What is being asked
Show me each line of the listing below where the word "SubscriptionRegistry" appears.

Provided data
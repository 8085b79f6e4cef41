//! Apple platform (iOS/macOS) location source using swift-bridge.
//!
//! The Swift side owns one `CLLocationManager` and multiplexes requests by
//! handle. Continuous requests are driven by a repeating timer that calls
//! `requestLocation()`, which is how Core Location keeps a custom interval.

use std::sync::{Arc, Mutex, PoisonError};

use log::debug;

use crate::{
    LocationError, LocationRequest, LocationResult, LocationSample, LocationSource, Subscription,
    SubscriptionId, SubscriptionRegistry,
};

/// Failure codes sent by the Swift relay.
const FAILURE_DENIED: u8 = 1;
const FAILURE_NO_FIX: u8 = 2;
const FAILURE_DISABLED: u8 = 3;

#[swift_bridge::bridge]
mod ffi {
    extern "Rust" {
        type UpdateRelay;

        fn deliver_location(self: &UpdateRelay, handle: u64, latitude: f64, longitude: f64);
        fn deliver_failure(self: &UpdateRelay, handle: u64, code: u8, message: String);
    }

    extern "Swift" {
        type CoreLocationBridge;

        #[swift_bridge(init)]
        fn new(relay: UpdateRelay) -> CoreLocationBridge;

        fn start_updates(
            self: &CoreLocationBridge,
            handle: u64,
            interval_seconds: f64,
            desired_accuracy: f64,
            distance_filter: f64,
        );
        fn request_single(self: &CoreLocationBridge, handle: u64, desired_accuracy: f64);
        fn stop_updates(self: &CoreLocationBridge, handle: u64);
    }
}

/// Location source backed by Core Location.
pub struct AppleLocationSource {
    bridge: Mutex<ffi::CoreLocationBridge>,
    registry: Arc<SubscriptionRegistry>,
}

// Safety: the Swift bridge object is only touched behind the mutex, and the
// Swift side hops to the main queue before calling into Core Location.
#[allow(clippy::non_send_fields_in_send_ty)]
unsafe impl Send for AppleLocationSource {}
unsafe impl Sync for AppleLocationSource {}

impl std::fmt::Debug for AppleLocationSource {
    fn fmt(&self, f: &mut std::fmt::Formatter<'_>) -> std::fmt::Result {
        f.debug_struct("AppleLocationSource")
            .field("open_subscriptions", &self.registry.len())
            .finish_non_exhaustive()
    }
}

impl Default for AppleLocationSource {
    fn default() -> Self {
        Self::new()
    }
}

impl AppleLocationSource {
    /// Create the source and its Swift-side location manager.
    #[must_use]
    pub fn new() -> Self {
        let registry = Arc::new(SubscriptionRegistry::new());
        let relay = UpdateRelay {
            registry: registry.clone(),
        };
        Self {
            bridge: Mutex::new(ffi::CoreLocationBridge::new(relay)),
            registry,
        }
    }
}

impl LocationSource for AppleLocationSource {
    fn subscribe(&self, request: LocationRequest) -> LocationResult<Subscription> {
        let subscription = self.registry.open();
        let handle = subscription.id().0;
        let accuracy = request.accuracy.core_location_meters();

        let bridge = self.bridge.lock().unwrap_or_else(PoisonError::into_inner);
        match request.interval() {
            Some(interval) => bridge.start_updates(
                handle,
                interval.as_secs_f64(),
                accuracy,
                request.distance_filter_m,
            ),
            None => bridge.request_single(handle, accuracy),
        }

        debug!("registered Core Location subscription {}", subscription.id());
        Ok(subscription)
    }

    fn unsubscribe(&self, id: SubscriptionId) {
        if self.registry.close(id) {
            self.bridge
                .lock()
                .unwrap_or_else(PoisonError::into_inner)
                .stop_updates(id.0);
        }
    }
}

struct UpdateRelay {
    registry: Arc<SubscriptionRegistry>,
}

impl UpdateRelay {
    fn deliver_location(&self, handle: u64, latitude: f64, longitude: f64) {
        self.registry.deliver(
            SubscriptionId(handle),
            Ok(LocationSample::new(latitude, longitude)),
        );
    }

    fn deliver_failure(&self, handle: u64, code: u8, message: String) {
        let error = match code {
            FAILURE_DENIED => LocationError::PermissionDenied,
            FAILURE_NO_FIX => LocationError::NotAvailable,
            FAILURE_DISABLED => LocationError::ServiceDisabled,
            _ => LocationError::Platform(message),
        };
        self.registry.deliver(SubscriptionId(handle), Err(error));
    }
}

impl std::fmt::Debug for UpdateRelay {
    fn fmt(&self, f: &mut std::fmt::Formatter<'_>) -> std::fmt::Result {
        f.debug_struct("UpdateRelay").finish_non_exhaustive()
    }
}
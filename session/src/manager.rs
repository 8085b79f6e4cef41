use std::sync::atomic::{AtomicU64, Ordering};
use std::sync::{Arc, Mutex, MutexGuard, PoisonError, Weak};
use std::time::Duration;

use async_channel::Receiver;
use futures::channel::oneshot;
use futures::executor::block_on;
use futures::{FutureExt, pin_mut, select};
use futures_timer::Delay;
use geotrack_background::GuardLease;
use geotrack_location::{LocationError, LocationSample, LocationUpdate, SubscriptionId};
use geotrack_permission::{PermissionState, request_or_open_settings};
use log::{debug, info, warn};

use crate::{
    Capabilities, EventSink, TrackingConfig, TrackingError, TrackingEvent, TrackingResult,
};

/// Whether a continuous session is running.
#[derive(Debug, Clone, Copy, PartialEq, Eq, Hash)]
pub enum SessionPhase {
    /// No subscription, no background grant.
    Idle,
    /// Subscribed and holding a background grant.
    Active,
}

#[derive(Debug, Clone, Copy, PartialEq, Eq)]
enum CancelReason {
    Superseded,
    Shutdown,
}

#[derive(Debug)]
struct ActiveSession {
    subscription: SubscriptionId,
    lease: Option<GuardLease>,
}

#[derive(Debug)]
struct PendingResult {
    ticket: u64,
    cancel: oneshot::Sender<CancelReason>,
}

#[derive(Debug)]
struct SessionState {
    interval: Duration,
    active: Option<ActiveSession>,
    pending: Option<PendingResult>,
    // The source closed a live session; resume it on the next foreground.
    interrupted: bool,
    // Emitted once the lock is released.
    outbox: Vec<TrackingEvent>,
}

#[derive(Debug)]
struct Shared {
    capabilities: Capabilities,
    config: TrackingConfig,
    sink: Arc<dyn EventSink>,
    state: Mutex<SessionState>,
    next_ticket: AtomicU64,
}

/// Owner of the process-wide tracking session.
///
/// All transitions go through one lock, including samples arriving from the
/// location source, so `start`, `stop` and `update_interval` never interleave.
/// Clones share the same session.
///
/// While [`Active`](SessionPhase::Active) the manager holds exactly one
/// subscription and one background lease. Each delivered sample or error
/// renews the lease (acquire the new one, then release the old one), so every
/// acquire is paired with exactly one release.
#[derive(Debug, Clone)]
pub struct SessionManager {
    shared: Arc<Shared>,
}
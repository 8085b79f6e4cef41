//! Platform-specific location sources.

use crate::{LocationError, LocationRequest, LocationResult, LocationSource, Subscription, SubscriptionId};

#[cfg(any(target_os = "ios", target_os = "macos"))]
pub mod apple;

/// Android platform implementation.
#[cfg(target_os = "android")]
pub mod android;

#[cfg(target_os = "linux")]
pub mod linux;

/// Source for targets without a supported location service.
#[derive(Debug, Default, Clone, Copy)]
pub struct UnsupportedLocationSource;

impl LocationSource for UnsupportedLocationSource {
    fn subscribe(&self, _request: LocationRequest) -> LocationResult<Subscription> {
        Err(LocationError::NotAvailable)
    }

    fn unsubscribe(&self, _id: SubscriptionId) {}
}
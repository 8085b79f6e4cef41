use std::sync::{Arc, PoisonError, RwLock};
use std::time::Duration;

use geotrack_permission::{PermissionGate, request_or_open_settings};
use log::{debug, error, warn};
use serde::{Deserialize, Serialize};
use serde_json::{Value, json};

use crate::{SessionManager, TrackingError, TrackingResult};

/// A request from the embedding application.
#[derive(Debug, Clone, PartialEq, Eq, Serialize, Deserialize)]
pub struct MethodCall {
    /// Command name.
    pub method: String,
    /// Command arguments, usually an object or null.
    #[serde(default)]
    pub arguments: Value,
}

impl MethodCall {
    /// Build a call.
    pub fn new(method: impl Into<String>, arguments: Value) -> Self {
        Self {
            method: method.into(),
            arguments,
        }
    }
}

/// The commands the channel understands.
#[derive(Debug, Clone, Copy, PartialEq, Eq)]
pub enum Command {
    /// Run the permission prompt flow.
    RequestBackgroundPermission,
    /// Start tracking. `None` means the configured default interval.
    StartLocationTracking {
        /// Requested interval in seconds.
        interval_seconds: Option<i64>,
    },
    /// Stop tracking.
    StopLocationTracking,
    /// Change the interval. `None` means the configured default interval.
    UpdateInterval {
        /// Requested interval in seconds.
        interval_seconds: Option<i64>,
    },
    /// Fetch one fix.
    GetCurrentLocation,
}

impl Command {
    /// Parse a call. Unknown methods give `Ok(None)`.
    ///
    /// # Errors
    /// Returns [`TrackingError::InvalidArgument`] if `intervalSeconds` is not an integer.
    pub fn parse(call: &MethodCall) -> TrackingResult<Option<Self>> {
        let command = match call.method.as_str() {
            "requestBackgroundPermission" => Self::RequestBackgroundPermission,
            "startLocationTracking" => Self::StartLocationTracking {
                interval_seconds: interval_argument(&call.arguments)?,
            },
            "stopLocationTracking" => Self::StopLocationTracking,
            "updateInterval" => Self::UpdateInterval {
                interval_seconds: interval_argument(&call.arguments)?,
            },
            "getCurrentLocation" => Self::GetCurrentLocation,
            _ => return Ok(None),
        };
        Ok(Some(command))
    }
}

fn interval_argument(arguments: &Value) -> TrackingResult<Option<i64>> {
    let value = match arguments {
        Value::Null => None,
        Value::Object(map) => map.get("intervalSeconds"),
        other => {
            return Err(TrackingError::InvalidArgument(format!(
                "arguments must be an object, got {other}"
            )));
        }
    };
    match value {
        None | Some(Value::Null) => Ok(None),
        Some(value) => value.as_i64().map(Some).ok_or_else(|| {
            TrackingError::InvalidArgument(format!("intervalSeconds must be an integer, got {value}"))
        }),
    }
}

/// The single answer to a [`MethodCall`].
///
/// Serialises as `{"success": value}`, `{"error": {"code", "message"}}` or
/// `"notImplemented"`.
#[derive(Debug, Clone, PartialEq, Eq, Serialize)]
#[serde(rename_all = "camelCase")]
pub enum Reply {
    /// The command completed with a value.
    Success(Value),
    /// The command failed with a structured error.
    Error {
        /// One of the stable codes from [`TrackingError::code`].
        code: String,
        /// Human-readable description.
        message: String,
    },
    /// The method is unknown.
    NotImplemented,
}

impl Reply {
    /// A success carrying `value`.
    pub fn success(value: impl Into<Value>) -> Self {
        Self::Success(value.into())
    }

    /// A structured error for `err`.
    #[must_use]
    pub fn error(err: &TrackingError) -> Self {
        Self::Error {
            code: err.code().into(),
            message: err.to_string(),
        }
    }

    /// Serialise for the wire.
    #[must_use]
    pub fn to_json(&self) -> String {
        serde_json::to_string(self).unwrap_or_else(|err| {
            error!("failed to serialise reply: {err}");
            r#"{"error":{"code":"LOCATION_ERROR","message":"failed to serialise reply"}}"#.into()
        })
    }
}

/// The single command handler facing the embedding application.
///
/// The session manager can be bound and unbound at any time, the way an
/// Android activity binds to its tracking service. Permission commands work
/// while unbound; session commands answer `false` or `SERVICE_UNAVAILABLE`.
#[derive(Debug, Clone)]
pub struct CommandChannel {
    permission: Arc<dyn PermissionGate>,
    session: Arc<RwLock<Option<SessionManager>>>,
}

impl CommandChannel {
    /// An unbound channel.
    pub fn new(permission: Arc<dyn PermissionGate>) -> Self {
        Self {
            permission,
            session: Arc::new(RwLock::new(None)),
        }
    }

    /// A channel bound to `manager`, sharing its permission gate.
    #[must_use]
    pub fn bound(manager: SessionManager) -> Self {
        let channel = Self::new(manager.capabilities().permission.clone());
        channel.bind(manager);
        channel
    }

    /// Attach a session manager, replacing any previous one.
    pub fn bind(&self, manager: SessionManager) {
        *self.session.write().unwrap_or_else(PoisonError::into_inner) = Some(manager);
        debug!("session manager bound");
    }

    /// Detach the session manager. The session itself keeps running.
    pub fn unbind(&self) -> Option<SessionManager> {
        let previous = self
            .session
            .write()
            .unwrap_or_else(PoisonError::into_inner)
            .take();
        debug!("session manager unbound");
        previous
    }

    /// Whether a session manager is attached.
    #[must_use]
    pub fn is_bound(&self) -> bool {
        self.session
            .read()
            .unwrap_or_else(PoisonError::into_inner)
            .is_some()
    }

    fn session(&self) -> Option<SessionManager> {
        self.session
            .read()
            .unwrap_or_else(PoisonError::into_inner)
            .clone()
    }

    /// Answer one call.
    pub async fn handle(&self, call: MethodCall) -> Reply {
        let command = match Command::parse(&call) {
            Ok(Some(command)) => command,
            Ok(None) => {
                debug!("method {} not implemented", call.method);
                return Reply::NotImplemented;
            }
            Err(err) => {
                warn!("rejecting {}: {err}", call.method);
                return Reply::success(false);
            }
        };

        match command {
            Command::RequestBackgroundPermission => match self.request_permission().await {
                Ok(initiated) => Reply::success(initiated),
                Err(err) => {
                    warn!("permission request failed: {err}");
                    Reply::success(false)
                }
            },
            Command::StartLocationTracking { interval_seconds } => {
                self.run("startLocationTracking", |session| {
                    session.start(resolve_interval(session, interval_seconds)?)
                })
            }
            Command::StopLocationTracking => self.run("stopLocationTracking", |session| {
                session.stop();
                Ok(())
            }),
            Command::UpdateInterval { interval_seconds } => {
                self.run("updateInterval", |session| {
                    session.update_interval(resolve_interval(session, interval_seconds)?)
                })
            }
            Command::GetCurrentLocation => self.current_location().await,
        }
    }

    /// Answer a JSON-encoded [`MethodCall`] with a JSON-encoded [`Reply`].
    pub async fn handle_json(&self, call: &str) -> String {
        let reply = match serde_json::from_str::<MethodCall>(call) {
            Ok(call) => self.handle(call).await,
            Err(err) => {
                warn!("malformed method call: {err}");
                Reply::error(&TrackingError::InvalidArgument(err.to_string()))
            }
        };
        reply.to_json()
    }

    fn run<F>(&self, method: &str, action: F) -> Reply
    where
        F: FnOnce(&SessionManager) -> TrackingResult<()>,
    {
        let Some(session) = self.session() else {
            warn!("{method}: no session manager bound");
            return Reply::success(false);
        };
        match action(&session) {
            Ok(()) => Reply::success(true),
            Err(err) => {
                warn!("{method} failed: {err}");
                Reply::success(false)
            }
        }
    }

    async fn request_permission(&self) -> TrackingResult<bool> {
        match self.session() {
            Some(session) => session.request_permission().await,
            None => Ok(request_or_open_settings(self.permission.as_ref()).await?),
        }
    }

    async fn current_location(&self) -> Reply {
        if !self.permission.query_state().allows_single_shot() {
            return Reply::error(&TrackingError::PermissionDenied);
        }
        let Some(session) = self.session() else {
            return Reply::error(&TrackingError::ServiceUnavailable);
        };
        match session.get_current_location().await {
            Ok(sample) => Reply::success(json!({
                "latitude": sample.latitude,
                "longitude": sample.longitude,
            })),
            Err(err) => Reply::error(&err),
        }
    }
}

fn resolve_interval(session: &SessionManager, seconds: Option<i64>) -> TrackingResult<Duration> {
    let Some(seconds) = seconds else {
        return Ok(session.config().default_interval());
    };
    match u64::try_from(seconds) {
        Ok(seconds) if seconds > 0 => Ok(Duration::from_secs(seconds)),
        _ => Err(TrackingError::InvalidInterval),
    }
}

Output for this exercise
    SubscriptionId, SubscriptionRegistry,
    registry: Arc<SubscriptionRegistry>,
        let registry = Arc::new(SubscriptionRegistry::new());
    registry: Arc<SubscriptionRegistry>,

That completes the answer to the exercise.